Implementing llvm.atomic.cmp.swap.i32 on PowerPC

Hi all,

I'm trying to figure out how to add the instructions required for
llvm.atomic.cmp.swap.i32 on PowerPC. I figured out LWARX (patch
attached) but the other two (CMP_UNRESw and STWCX) require multiple
instructions:

  let Defs = [CR0] in {
  def STWCX : Pseudo<(outs), (ins GPRC:$rS, memrr:$dst, i32imm:$label),
                    "stwcx. $rS, $dst\n\tbne- La${label}_entry\nLa${label}_exit:",
                     [(PPCstcx GPRC:$rS, xoaddr:$dst, imm:$label)]>;
  
  def CMP_UNRESw : Pseudo<(outs), (ins GPRC:$rA, GPRC:$rB, i32imm:$label),
                           "cmpw $rA, $rB\n\tbne- La${label}_exit",
                           [(PPCcmp_unres GPRC:$rA, GPRC:$rB, imm:$label)]>;
  }

...and I can't figure out the syntax for that. Any suggestions?

Cheers,
Gary

lwarx.patch (694 Bytes)

Hi Gary,

You have to write custom encoding logic in C++ for this. This should go in PPCCodeEmitter::emitBasicBlock. I admit this isn't very elegant. A better solution would be to fix the lowering to produce two instructions instead of this pseudo instruction.

-Chris

Chris Lattner wrote:

> def CMP_UNRESw : Pseudo<(outs), (ins GPRC:$rA, GPRC:$rB, i32imm:
> $label),
> "cmpw $rA, $rB\n\tbne- La${label}_exit",
> [(PPCcmp_unres GPRC:$rA, GPRC:$rB, imm:
> $label)]>;
> }
>
> ...and I can't figure out the syntax for that. Any suggestions?

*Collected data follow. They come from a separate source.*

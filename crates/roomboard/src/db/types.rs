/// Database types for pending schedule drafts
use crate::schedule::Draft;
use chrono::{DateTime, Utc};
use serde::Serialize;
use thiserror::Error;

/// Row as stored; assignment lists are JSON strings.
#[derive(Debug, Clone)]
pub struct DbDraft {
    pub draft_id: i64,
    pub section_id: Option<i64>,
    pub initial_assignments: String, // JSON string
    pub pending_assignments: String, // JSON string
    pub created_at: DateTime<Utc>,
    pub updated_at: DateTime<Utc>,
}

#[derive(Debug, Clone, PartialEq, Eq, Serialize)]
#[serde(rename_all = "camelCase")]
pub struct DraftRecord {
    pub draft_id: i64,
    #[serde(flatten)]
    pub draft: Draft,
    pub created_at: DateTime<Utc>,
    pub updated_at: DateTime<Utc>,
}

impl TryFrom<DbDraft> for DraftRecord {
    type Error = DraftStoreError;

    fn try_from(row: DbDraft) -> Result<Self, Self::Error> {
        Ok(DraftRecord {
            draft_id: row.draft_id,
            draft: Draft {
                section_id: row.section_id,
                initial: serde_json::from_str(&row.initial_assignments)?,
                pending: serde_json::from_str(&row.pending_assignments)?,
            },
            created_at: row.created_at,
            updated_at: row.updated_at,
        })
    }
}

#[derive(Debug, Error)]
pub enum DraftStoreError {
    #[error("Database error: {0}")]
    Sqlite(#[from] rusqlite::Error),

    #[error("Corrupt assignment list: {0}")]
    Json(#[from] serde_json::Error),

    #[error("Draft store lock poisoned")]
    Poisoned,
}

You have to write custom encoding logic in C++ for this. This
should go in PPCCodeEmitter::emitBasicBlock. I admit this isn't
very elegant. A better solution would be to fix the lowering to
produce two instructions instead of this pseudo instruction.

Hi Chris,

I'd prefer to fix the lowering if possible; the pseudo instructions
are only used in three places, so it shouldn't be a huge change.
I need to generate labels in PPCTargetLowering::LowerAtomicCMP_SWAP
however: how do I do that? FWIW the code it needs to emit is:

  ; inputs: ptr, oldval, newval
  loop:
        lwarx $tmp, 0, $ptr
        cmpw $oldval, $tmp
        bne- exit
        stwcx. $newval, 0, $ptr
        bne- loop
  exit:
        ...

Cheers,
Gary

You need to insert new basic blocks and update CFG to accomplish this. There is a hackish way to do this right now. Add a pseudo instruction to represent this operation and mark it usesCustomDAGSchedInserter. This means the intrinsic is mapped to a single (pseudo) node. But it is then expanded into instructions that can span multiple basic blocks. See PPCTargetLowering::EmitInstrWithCustomInserter().

Evan

Evan Cheng wrote:

You need to insert new basic blocks and update CFG to accomplish this.
There is a hackish way to do this right now. Add a pseudo instruction
to represent this operation and mark it usesCustomDAGSchedInserter.
This means the intrinsic is mapped to a single (pseudo) node. But it
is then expanded into instructions that can span multiple basic
blocks. See PPCTargetLowering::EmitInstrWithCustomInserter().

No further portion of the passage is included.